28.12.2015
Welt am Sonntag
Pressestimmen
Naturweine und sogenannte Orange-Wines sind der letzte Schrei der Weinwelt, die genau wie die Kulinarik seit einigen Jahren den Moden unterliegt. Meine skeptische Einstellung zu Orange- und Naturweinen ist kein Geheimnis. Ich trompete meine Ansicht, es handle sich hier meist um untrinkbares Zeug, bei jeder Gelegenheit heraus, als gelte es, die Mauern von Jericho zum Einsturz zu bringen.
Aber ich sollte das Trompeten sein lassen. Denn in den vergangenen Monaten hat sich in der Naturweinszene viel verändert. Nicht etwa, weil meine Trompeten die Mauern des Naturwein-Jericho zum Einsturz gebracht hätten. Sondern weil viele renommierte Winzer, die seit Jahren schon biodynamisch arbeiten, dieses Jahr einen Naturwein gekeltert haben.
Eines dieser Weingüter ist das Weingut Balthasar Ress aus dem Rheingau. Dessen Eigentümer Christian Ress hat vor Jahren den Weinmacher Dirk Würtz in seinen Betrieb geholt, ein umtriebiger Speedy Gonzales, der als Blogger in der Weinszene bekannt ist wie ein bunter Hund. Dennoch ist Würtz ein ernsthafter, penibel genauer Kellermeister, der Moden auffängt und sie durch seine Fleischmaschine faschiert, bis etwas dabei rauskommt, mit dem keiner gerechnet hat. Außer er selbst.
Das Ress-Würtz-Zitat heißt "18" und ist ein Riesling, der 18 Monate auf der Vollhefe gelegen hat. Er vergärte spontan, also ohne Hilfe von Zucht- oder gar Aromahefen, und wurde ohne Schönen und Filtern in die Flasche gebracht. Ein echter und tatsächlich ehrlicher Naturwein, der eben nicht schmeckt wie eine in Verwesung begriffene Gemüsebrühe.

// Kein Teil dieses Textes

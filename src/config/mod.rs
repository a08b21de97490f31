mod loader;
mod types;

pub use loader::ConfigError;
pub use types::{CatalogConfig, Config, OrdersConfig};
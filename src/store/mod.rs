//! Root state, the action router and the shared store.
//!
//! Each slice keeps its own reducer and vocabulary; the root reducer only
//! routes. Actions the router does not recognise leave every slice as is.

mod action;
mod root;
mod shared;

pub use action::AppAction;
pub use root::{AppReducer, AppState};
pub use shared::{CancelGuard, Store, JOURNAL_CAPACITY};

In der Nase Mandeln, junge Walnüsse, Pfirsich, stärker noch Birne und Quitte, etwas Kokos, dann etwas Gelbwurz, Schachtelhalm, auch gelbe Paprika und ein bisschen Bratensaft – der kommt von der Spontanvergärung. Im Mund sehr mollig, sehr rustikal, dahinter aber die Eleganz eines großen Rieslings. So einen Wein kriegt nur einer hin, der Wein kann. Egal, welche Sau gerade durchs Dorf getrieben wird.